Славута сбросил шапку и, осенив себя широким крестом, спрыгнул с коня и преклонился к самой земле.
— То-то наш Киев! — вздохнул цехмейстер Щука. — Думаю, нет такого города и в немецкой земле?
— Нету, пане цехмейстре, нету! — вскрикнул с жаром Славута. — Ни такой святыни, ни такой красы!
— Да шарпают они нашу красу. Вон доминикане и бернардины своих кляшторов сколько наставили! — указал он вдаль пальцем, в ту сторону, где у подножья горы виднелся острый шпиль костела. — А сколько грунтов от города отволокли! Опять воевода теснит горожан. А подати эти все! Где тут торговать! Покуда товар до места довезешь, так одного мыта возового и мостового[12] в пять раз больше отдашь, чем он сам в Царьграде стоил. Вот теперь и последнее — шинки наши хочет оттягать.
Между тем всадники быстро приближались к городу. Уже начали ясно обозначаться улицы, дома, острая вершина ратуши, городская брама, и чем больше приближались всадники тем угрюмее глядел на них грозный замок с вышней горы.
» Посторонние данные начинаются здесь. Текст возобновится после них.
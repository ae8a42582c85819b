/// Identifies entities that expose a stable unique identifier.
pub trait Identifiable {
    fn id(&self) -> &str;
}

/// Provides access to a human-friendly entity name.
pub trait NamedEntity {
    fn name(&self) -> &str;
}

/// Supplies a presentation-ready label for UI or logs.
pub trait Displayable {
    fn display_label(&self) -> String;
}
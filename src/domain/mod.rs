pub mod account;
pub mod category;
pub mod common;
pub mod state;
pub mod transaction;

pub use account::{Account, AccountKind};
pub use category::{BudgetCategory, CategoryKind};
pub use common::{Displayable, Identifiable, NamedEntity};
pub use state::{AppState, CURRENT_SCHEMA_VERSION};
pub use transaction::{Direction, IncomeClass, Transaction, TransactionDraft};
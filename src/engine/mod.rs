//! The budget state engine: canonical state ownership and command
//! transitions.

pub mod summary;

pub use summary::{
    budget_summary, percentage_sum, totals, validate_percentages, CategorySummary, Totals,
    PERCENTAGE_TOLERANCE,
};

use chrono::Utc;
use uuid::Uuid;

use crate::{
    domain::{AppState, BudgetCategory, Direction, Transaction, TransactionDraft},
    errors::{EngineError, Result},
    storage::StateStore,
};

/// Owns the canonical application state and applies command transitions.
///
/// Each mutation is applied as one atomic in-memory transition (a recorded
/// transaction is never observable without its balance effect) and then
/// forwarded wholesale to the persistence store. A failed save is surfaced
/// to the caller but does not roll back the in-memory transition.
pub struct BudgetEngine<S: StateStore> {
    state: AppState,
    store: S,
}

impl<S: StateStore> BudgetEngine<S> {
    pub fn new(state: AppState, store: S) -> Self {
        Self { state, store }
    }

    /// Loads the persisted slot, seeding (and persisting the seed) when the
    /// slot has never been written.
    pub fn load_or_seed(store: S) -> Result<Self> {
        let state = match store.load()? {
            Some(state) => state,
            None => {
                let seeded = AppState::seed();
                store.save(&seeded)?;
                tracing::info!("no persisted state found; seeded defaults");
                seeded
            }
        };
        for warning in state.integrity_warnings() {
            tracing::warn!("{warning}");
        }
        Ok(Self { state, store })
    }

    pub fn state(&self) -> &AppState {
        &self.state
    }

    /// Replaces the declared monthly income. Always succeeds apart from
    /// persistence; no other field changes.
    pub fn set_income(&mut self, value: f64) -> Result<()> {
        self.state.income = value;
        self.persist()
    }

    /// Validates and posts a transaction, returning its fresh identifier.
    ///
    /// The transaction is prepended (the list stays newest-first) and the
    /// referenced account's balance is adjusted in the same transition.
    pub fn add_transaction(&mut self, draft: TransactionDraft) -> Result<String> {
        let description = draft.description.trim().to_string();
        if description.is_empty() {
            return Err(EngineError::InvalidInput(
                "transaction description must not be empty".into(),
            ));
        }
        if self.state.account(&draft.account_id).is_none() {
            return Err(EngineError::AccountNotFound(draft.account_id));
        }

        let (category_id, income_class) = match draft.direction {
            Direction::Expense => {
                let category_id = draft.category_id.ok_or_else(|| {
                    EngineError::InvalidInput("an expense must name a budget category".into())
                })?;
                if self.state.category(&category_id).is_none() {
                    return Err(EngineError::CategoryNotFound(category_id));
                }
                (Some(category_id), None)
            }
            Direction::Income => (None, draft.income_class),
        };

        let transaction = Transaction {
            id: Uuid::new_v4().to_string(),
            amount: draft.amount,
            description,
            date: draft.date.unwrap_or_else(Utc::now),
            direction: draft.direction,
            category_id,
            account_id: draft.account_id,
            income_class,
        };
        let id = transaction.id.clone();

        apply_balance_effect(&mut self.state, &transaction, false);
        self.state.transactions.insert(0, transaction);
        self.persist()?;
        Ok(id)
    }

    /// Removes a transaction and reverses its balance effect.
    ///
    /// An unknown id is a no-op returning `false`; the state is left
    /// untouched and nothing is persisted.
    pub fn delete_transaction(&mut self, id: &str) -> Result<bool> {
        let Some(position) = self.state.transactions.iter().position(|txn| txn.id == id) else {
            return Ok(false);
        };
        let transaction = self.state.transactions.remove(position);
        apply_balance_effect(&mut self.state, &transaction, true);
        self.persist()?;
        Ok(true)
    }

    /// Atomically replaces the envelope list.
    ///
    /// Rejected (prior list retained) unless the percentages total 100
    /// within the commit tolerance; use [`validate_percentages`] to
    /// pre-flight a commit. Accounts and transactions are untouched;
    /// historical expenses may end up referencing removed envelopes, which
    /// aggregation then ignores.
    pub fn replace_categories(&mut self, new_list: Vec<BudgetCategory>) -> Result<()> {
        validate_percentages(&new_list)?;
        self.state.categories = new_list;
        self.persist()
    }

    /// Per-envelope allocation/spend/remaining, recomputed from the current
    /// state on every call.
    pub fn budget_summary(&self) -> Vec<CategorySummary> {
        budget_summary(&self.state)
    }

    /// Overall totals, recomputed from the current state on every call.
    pub fn totals(&self) -> Totals {
        totals(&self.state)
    }

    fn persist(&self) -> Result<()> {
        self.store.save(&self.state).map_err(|err| {
            tracing::warn!("failed to persist state: {err}");
            err
        })
    }
}

/// Coerces free-form numeric input: anything that does not parse as a
/// finite number becomes 0.
pub fn parse_amount(input: &str) -> f64 {
    input
        .trim()
        .parse::<f64>()
        .ok()
        .filter(|value| value.is_finite())
        .unwrap_or(0.0)
}

fn apply_balance_effect(state: &mut AppState, transaction: &Transaction, reverse: bool) {
    // Tolerates a missing account on reversal: deletion must still succeed
    // when the referenced account no longer exists.
    let Some(account) = state.account_mut(&transaction.account_id) else {
        return;
    };
    let signed = match transaction.direction {
        Direction::Income => transaction.amount,
        Direction::Expense => -transaction.amount,
    };
    if reverse {
        account.balance -= signed;
    } else {
        account.balance += signed;
    }
}

#[cfg(test)]
mod tests {
    use super::*;
    use crate::domain::{CategoryKind, IncomeClass};
    use crate::storage::JsonStore;
    use tempfile::TempDir;

    fn seeded_engine() -> (BudgetEngine<JsonStore>, TempDir) {
        let temp = TempDir::new().expect("temp dir");
        let store = JsonStore::with_root(temp.path()).expect("store");
        let engine = BudgetEngine::load_or_seed(store).expect("engine");
        (engine, temp)
    }

    #[test]
    fn load_or_seed_persists_the_seed() {
        let temp = TempDir::new().unwrap();
        let store = JsonStore::with_root(temp.path()).unwrap();
        let engine = BudgetEngine::load_or_seed(store).unwrap();
        assert_eq!(engine.state().income, 10_000_000.0);

        let reopened = JsonStore::with_root(temp.path()).unwrap();
        let persisted = reopened.load().unwrap().expect("seed was saved");
        assert_eq!(&persisted, engine.state());
    }

    #[test]
    fn income_posting_raises_the_account_balance() {
        let (mut engine, _guard) = seeded_engine();
        engine
            .add_transaction(
                TransactionDraft::income(2_000_000.0, "Lương tháng", "acc2")
                    .with_class(IncomeClass::Employee),
            )
            .unwrap();

        assert_eq!(engine.state().account("acc2").unwrap().balance, 2_000_000.0);
        assert_eq!(engine.totals().total_income, 2_000_000.0);
        let posted = &engine.state().transactions[0];
        assert_eq!(posted.category_id, None);
        assert_eq!(posted.income_class, Some(IncomeClass::Employee));
    }

    #[test]
    fn expense_posting_blanks_the_income_class() {
        let (mut engine, _guard) = seeded_engine();
        let mut draft = TransactionDraft::expense(500_000.0, "Ăn trưa", "acc1", "4");
        draft.income_class = Some(IncomeClass::Passive);
        engine.add_transaction(draft).unwrap();

        let posted = &engine.state().transactions[0];
        assert_eq!(posted.income_class, None);
        assert_eq!(posted.category_id.as_deref(), Some("4"));
        assert_eq!(engine.state().account("acc1").unwrap().balance, -500_000.0);
    }

    #[test]
    fn transactions_stay_newest_first() {
        let (mut engine, _guard) = seeded_engine();
        engine
            .add_transaction(TransactionDraft::income(1.0, "first", "acc1"))
            .unwrap();
        engine
            .add_transaction(TransactionDraft::income(2.0, "second", "acc1"))
            .unwrap();

        let descriptions: Vec<_> = engine
            .state()
            .transactions
            .iter()
            .map(|txn| txn.description.as_str())
            .collect();
        assert_eq!(descriptions, ["second", "first"]);
    }

    #[test]
    fn add_rejects_unknown_account_and_leaves_state_unchanged() {
        let (mut engine, _guard) = seeded_engine();
        let before = engine.state().clone();

        let err = engine
            .add_transaction(TransactionDraft::income(1_000.0, "ghost", "acc9"))
            .expect_err("unknown account must be rejected");
        assert!(matches!(err, EngineError::AccountNotFound(ref id) if id == "acc9"));
        assert_eq!(engine.state(), &before);
    }

    #[test]
    fn add_rejects_expense_without_category() {
        let (mut engine, _guard) = seeded_engine();
        let mut draft = TransactionDraft::expense(1_000.0, "no envelope", "acc1", "4");
        draft.category_id = None;
        let err = engine.add_transaction(draft).unwrap_err();
        assert!(matches!(err, EngineError::InvalidInput(_)));

        let err = engine
            .add_transaction(TransactionDraft::expense(1_000.0, "bad envelope", "acc1", "99"))
            .unwrap_err();
        assert!(matches!(err, EngineError::CategoryNotFound(ref id) if id == "99"));
    }

    #[test]
    fn add_then_delete_round_trips_to_the_prior_state() {
        let (mut engine, _guard) = seeded_engine();
        engine
            .add_transaction(TransactionDraft::income(3_000_000.0, "Lương", "acc2"))
            .unwrap();
        let before = engine.state().clone();

        let id = engine
            .add_transaction(TransactionDraft::expense(750_000.0, "Mua sắm", "acc2", "4"))
            .unwrap();
        assert_eq!(engine.state().account("acc2").unwrap().balance, 2_250_000.0);

        assert!(engine.delete_transaction(&id).unwrap());
        assert_eq!(engine.state(), &before);
    }

    #[test]
    fn delete_of_unknown_id_is_a_noop() {
        let (mut engine, _guard) = seeded_engine();
        let before = engine.state().clone();
        assert!(!engine.delete_transaction("missing").unwrap());
        assert_eq!(engine.state(), &before);
    }

    #[test]
    fn replace_categories_rejects_bad_sums_and_keeps_the_prior_list() {
        let (mut engine, _guard) = seeded_engine();
        let before = engine.state().categories.clone();

        let mut proposal = before.clone();
        proposal[0].percentage += 0.02;
        let err = engine.replace_categories(proposal).unwrap_err();
        assert!(matches!(err, EngineError::PercentageSum(_)));
        assert_eq!(engine.state().categories, before);
    }

    #[test]
    fn replace_categories_swaps_the_list_and_nothing_else() {
        let (mut engine, _guard) = seeded_engine();
        engine
            .add_transaction(TransactionDraft::expense(100_000.0, "Cà phê", "acc1", "4"))
            .unwrap();
        let transactions_before = engine.state().transactions.clone();
        let accounts_before = engine.state().accounts.clone();

        let mut replacement = vec![
            BudgetCategory::custom("Quỹ tự do"),
            BudgetCategory::custom("Quỹ khẩn cấp"),
        ];
        replacement[0].percentage = 60.0;
        replacement[1].percentage = 40.0;
        engine.replace_categories(replacement).unwrap();

        assert_eq!(engine.state().categories.len(), 2);
        assert!(engine
            .state()
            .categories
            .iter()
            .all(|c| c.kind == CategoryKind::Custom));
        assert_eq!(engine.state().transactions, transactions_before);
        assert_eq!(engine.state().accounts, accounts_before);
        // The old expense now dangles; aggregation simply no longer sees it.
        assert!(engine.budget_summary().iter().all(|row| row.spent == 0.0));
    }

    #[test]
    fn set_income_touches_only_income() {
        let (mut engine, _guard) = seeded_engine();
        engine.set_income(12_345_678.0).unwrap();
        assert_eq!(engine.state().income, 12_345_678.0);
        assert_eq!(engine.state().categories.len(), 4);
    }

    #[test]
    fn zero_and_negative_amounts_are_accepted() {
        let (mut engine, _guard) = seeded_engine();
        engine
            .add_transaction(TransactionDraft::expense(-200_000.0, "Hoàn tiền", "acc1", "4"))
            .unwrap();
        assert_eq!(engine.state().account("acc1").unwrap().balance, 200_000.0);
    }

    #[test]
    fn parse_amount_coerces_garbage_to_zero() {
        assert_eq!(parse_amount("2500000"), 2_500_000.0);
        assert_eq!(parse_amount("  67.5 "), 67.5);
        assert_eq!(parse_amount("abc"), 0.0);
        assert_eq!(parse_amount(""), 0.0);
        assert_eq!(parse_amount("NaN"), 0.0);
    }
}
А Щука продолжал говорить так же медленно и степенно, как бы разворачивая перед собой длинную нить своих тысячу раз передуманных дум. Говорил и о стеснительности торговых пошлин, и о намерениях воеводы, и об хитрости и стяжательности наплывших в город новых элементов, но Славута это рассеянно слушал: глаза его старались различить среди все расступавшихся улиц один высокий красный черепичный дом, как вдруг несколько слов Щуки, рефлективно долетевших до его слуха, пробудили снова его внимание.